● Extracted information
┌──
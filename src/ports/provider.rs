// SPDX-License-Identifier: MIT OR Apache-2.0

//! Function provider trait definitions.
//!
//! These ports describe the few provider calls deployment needs. Implementations
//! wrap a concrete cloud SDK client; the crate itself ships none.

use crate::domain::{ConfigMap, Result};

/// The response of a function invocation.
#[derive(Clone, Debug, Default, PartialEq, Eq)]
pub struct Invocation {
    /// The status code reported by the provider.
    pub status_code: i32,
    /// The raw payload returned by the function.
    pub payload: Vec<u8>,
}

impl Invocation {
    /// Returns the payload as UTF-8 text, replacing invalid sequences.
    pub fn payload_text(&self) -> String {
        String::from_utf8_lossy(&self.payload).into_owned()
    }
}

/// Compute side of a function provider.
///
/// # Thread Safety
///
/// Implementations must be `Send + Sync` so a deployment service can be shared
/// between threads.
pub trait FunctionProvider: Send + Sync {
    /// Replaces the code of an existing function.
    ///
    /// Must return [`crate::domain::ManifestError::FunctionNotFound`] when no
    /// function with that name exists, so callers can fall back to creating it.
    fn update_function_code(&self, function_name: &str, code: &[u8]) -> Result<()>;

    /// Creates a function from its configuration mapping and code.
    fn create_function(&self, configuration: &ConfigMap, code: &[u8]) -> Result<()>;

    /// Blocks until the provider reports the function as updated.
    fn wait_until_updated(&self, function_name: &str) -> Result<()>;

    /// Returns the function's ARN.
    fn function_arn(&self, function_name: &str) -> Result<String>;

    /// Invokes the function with an empty payload.
    fn invoke(&self, function_name: &str) -> Result<Invocation>;
}

/// Storage side of a provider: registers event notifications on a bucket.
pub trait NotificationRegistrar: Send + Sync {
    /// Replaces the notification configuration of `bucket`.
    fn put_notification_configuration(&self, bucket: &str, configuration: &ConfigMap) -> Result<()>;
}

#[cfg(test)]
mod tests {
    use super::*;

    #[test]
    fn test_payload_text() {
        let invocation = Invocation {
            status_code: 200,
            payload: b"{\"ok\":true}".to_vec(),
        };
        assert_eq!(invocation.payload_text(), "{\"ok\":true}");
    }

    #[test]
    fn test_payload_text_lossy() {
        let invocation = Invocation {
            status_code: 200,
            payload: vec![0x66, 0xff, 0x6f],
        };
        assert_eq!(invocation.payload_text(), "f\u{fffd}o");
    }
}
└──
● Problem details
Search the entries for the string "bucket" and copy each line where it occurs.

● Reply to the task
/// Storage side of a provider: registers event notifications on a bucket.
    /// Replaces the notification configuration of `bucket`.
    fn put_notification_configuration(&self, bucket: &str, configuration: &ConfigMap) -> Result<()>;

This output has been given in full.